** Opening RECORD SET block **
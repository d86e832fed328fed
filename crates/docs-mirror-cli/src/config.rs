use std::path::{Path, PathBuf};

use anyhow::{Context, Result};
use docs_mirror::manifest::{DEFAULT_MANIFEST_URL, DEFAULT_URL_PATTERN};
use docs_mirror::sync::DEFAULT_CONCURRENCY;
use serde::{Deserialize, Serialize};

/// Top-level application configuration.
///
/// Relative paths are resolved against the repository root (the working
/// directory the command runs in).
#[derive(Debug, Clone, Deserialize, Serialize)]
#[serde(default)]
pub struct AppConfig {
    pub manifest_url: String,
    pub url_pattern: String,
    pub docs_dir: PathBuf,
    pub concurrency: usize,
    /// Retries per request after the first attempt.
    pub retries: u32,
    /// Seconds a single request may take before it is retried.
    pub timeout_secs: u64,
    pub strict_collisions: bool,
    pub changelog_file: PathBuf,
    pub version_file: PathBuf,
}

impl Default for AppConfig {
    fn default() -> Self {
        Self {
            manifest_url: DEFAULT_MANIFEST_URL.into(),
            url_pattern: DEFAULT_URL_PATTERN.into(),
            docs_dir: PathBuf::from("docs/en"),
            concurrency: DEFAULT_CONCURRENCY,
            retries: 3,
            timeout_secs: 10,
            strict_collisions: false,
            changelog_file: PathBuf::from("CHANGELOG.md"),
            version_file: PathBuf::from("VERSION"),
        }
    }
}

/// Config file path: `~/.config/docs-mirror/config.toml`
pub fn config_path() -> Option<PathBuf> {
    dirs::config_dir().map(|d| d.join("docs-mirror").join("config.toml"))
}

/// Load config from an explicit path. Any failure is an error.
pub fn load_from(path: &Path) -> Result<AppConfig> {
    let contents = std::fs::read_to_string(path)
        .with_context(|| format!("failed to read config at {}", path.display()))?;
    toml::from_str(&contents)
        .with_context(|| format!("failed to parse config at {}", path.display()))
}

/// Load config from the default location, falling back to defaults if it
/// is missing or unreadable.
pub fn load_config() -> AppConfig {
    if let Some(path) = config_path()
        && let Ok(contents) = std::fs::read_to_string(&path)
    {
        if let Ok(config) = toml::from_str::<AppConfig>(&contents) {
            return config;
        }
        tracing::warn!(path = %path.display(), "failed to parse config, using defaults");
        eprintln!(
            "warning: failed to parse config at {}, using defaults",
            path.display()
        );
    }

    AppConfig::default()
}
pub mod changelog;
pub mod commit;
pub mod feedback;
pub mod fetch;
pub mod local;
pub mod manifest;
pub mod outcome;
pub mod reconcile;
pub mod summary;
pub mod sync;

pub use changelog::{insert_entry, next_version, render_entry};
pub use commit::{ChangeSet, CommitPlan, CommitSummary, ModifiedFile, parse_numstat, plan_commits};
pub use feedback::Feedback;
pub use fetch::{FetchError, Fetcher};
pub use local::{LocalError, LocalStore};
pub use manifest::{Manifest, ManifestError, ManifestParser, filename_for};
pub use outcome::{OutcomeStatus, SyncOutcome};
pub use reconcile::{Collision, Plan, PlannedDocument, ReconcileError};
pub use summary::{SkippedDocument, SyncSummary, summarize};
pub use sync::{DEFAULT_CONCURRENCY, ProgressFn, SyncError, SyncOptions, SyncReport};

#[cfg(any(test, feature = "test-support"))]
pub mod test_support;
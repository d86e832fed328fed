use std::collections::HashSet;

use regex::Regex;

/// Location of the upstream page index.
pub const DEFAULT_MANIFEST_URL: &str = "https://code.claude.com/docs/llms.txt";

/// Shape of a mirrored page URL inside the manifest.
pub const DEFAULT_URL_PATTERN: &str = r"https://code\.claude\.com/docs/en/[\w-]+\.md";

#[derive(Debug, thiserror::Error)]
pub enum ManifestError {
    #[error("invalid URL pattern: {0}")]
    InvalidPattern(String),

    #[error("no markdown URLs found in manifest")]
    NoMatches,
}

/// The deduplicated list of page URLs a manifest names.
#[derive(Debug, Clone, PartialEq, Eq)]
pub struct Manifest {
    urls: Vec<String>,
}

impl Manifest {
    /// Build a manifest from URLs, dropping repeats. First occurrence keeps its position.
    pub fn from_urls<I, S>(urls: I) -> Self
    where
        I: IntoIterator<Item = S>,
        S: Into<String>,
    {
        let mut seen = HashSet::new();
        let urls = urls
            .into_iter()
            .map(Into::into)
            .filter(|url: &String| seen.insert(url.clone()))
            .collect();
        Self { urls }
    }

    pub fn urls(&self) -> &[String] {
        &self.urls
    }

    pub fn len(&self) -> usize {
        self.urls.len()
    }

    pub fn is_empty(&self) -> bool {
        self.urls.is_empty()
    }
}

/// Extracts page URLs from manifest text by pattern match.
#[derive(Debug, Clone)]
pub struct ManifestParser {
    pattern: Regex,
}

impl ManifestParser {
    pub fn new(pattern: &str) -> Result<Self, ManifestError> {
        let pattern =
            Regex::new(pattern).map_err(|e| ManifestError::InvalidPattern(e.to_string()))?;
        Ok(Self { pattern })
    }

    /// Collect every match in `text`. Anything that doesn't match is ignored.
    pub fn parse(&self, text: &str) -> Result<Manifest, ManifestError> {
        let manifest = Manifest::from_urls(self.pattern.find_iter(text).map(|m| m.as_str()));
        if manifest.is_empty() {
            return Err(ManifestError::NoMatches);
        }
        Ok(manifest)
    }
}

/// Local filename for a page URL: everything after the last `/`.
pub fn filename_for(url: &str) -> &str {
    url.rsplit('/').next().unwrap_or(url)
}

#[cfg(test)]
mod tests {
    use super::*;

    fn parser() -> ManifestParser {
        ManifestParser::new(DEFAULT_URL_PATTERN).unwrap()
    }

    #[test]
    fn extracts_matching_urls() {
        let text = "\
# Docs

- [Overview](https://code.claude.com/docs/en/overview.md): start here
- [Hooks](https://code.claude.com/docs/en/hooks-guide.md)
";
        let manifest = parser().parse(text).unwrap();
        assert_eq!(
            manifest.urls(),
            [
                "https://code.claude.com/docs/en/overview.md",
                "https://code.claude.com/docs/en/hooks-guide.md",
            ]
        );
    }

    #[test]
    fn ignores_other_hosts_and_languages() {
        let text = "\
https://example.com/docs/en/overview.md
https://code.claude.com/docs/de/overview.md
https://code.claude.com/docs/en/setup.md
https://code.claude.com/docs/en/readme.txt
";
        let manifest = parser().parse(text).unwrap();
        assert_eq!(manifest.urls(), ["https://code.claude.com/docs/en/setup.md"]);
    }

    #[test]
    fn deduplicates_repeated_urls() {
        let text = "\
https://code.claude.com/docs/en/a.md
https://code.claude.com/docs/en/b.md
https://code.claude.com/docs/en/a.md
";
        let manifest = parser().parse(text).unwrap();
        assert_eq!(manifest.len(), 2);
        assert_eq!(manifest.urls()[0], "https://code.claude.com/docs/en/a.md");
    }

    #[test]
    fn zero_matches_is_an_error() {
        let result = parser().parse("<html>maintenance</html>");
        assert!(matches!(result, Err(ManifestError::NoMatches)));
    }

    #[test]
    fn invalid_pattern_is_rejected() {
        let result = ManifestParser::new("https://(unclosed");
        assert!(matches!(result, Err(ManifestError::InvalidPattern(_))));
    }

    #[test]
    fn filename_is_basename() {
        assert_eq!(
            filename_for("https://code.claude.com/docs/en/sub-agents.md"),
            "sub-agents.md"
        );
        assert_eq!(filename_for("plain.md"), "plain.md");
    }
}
** Closing RECORD SET block **
# ABOUT THIS TASK:
What is needed is every line from the data above that includes the string "contents", copied out.

# WRITTEN RESPONSE:
    let contents = std::fs::read_to_string(path)
    toml::from_str(&contents)
        && let Ok(contents) = std::fs::read_to_string(&path)
        if let Ok(config) = toml::from_str::<AppConfig>(&contents) {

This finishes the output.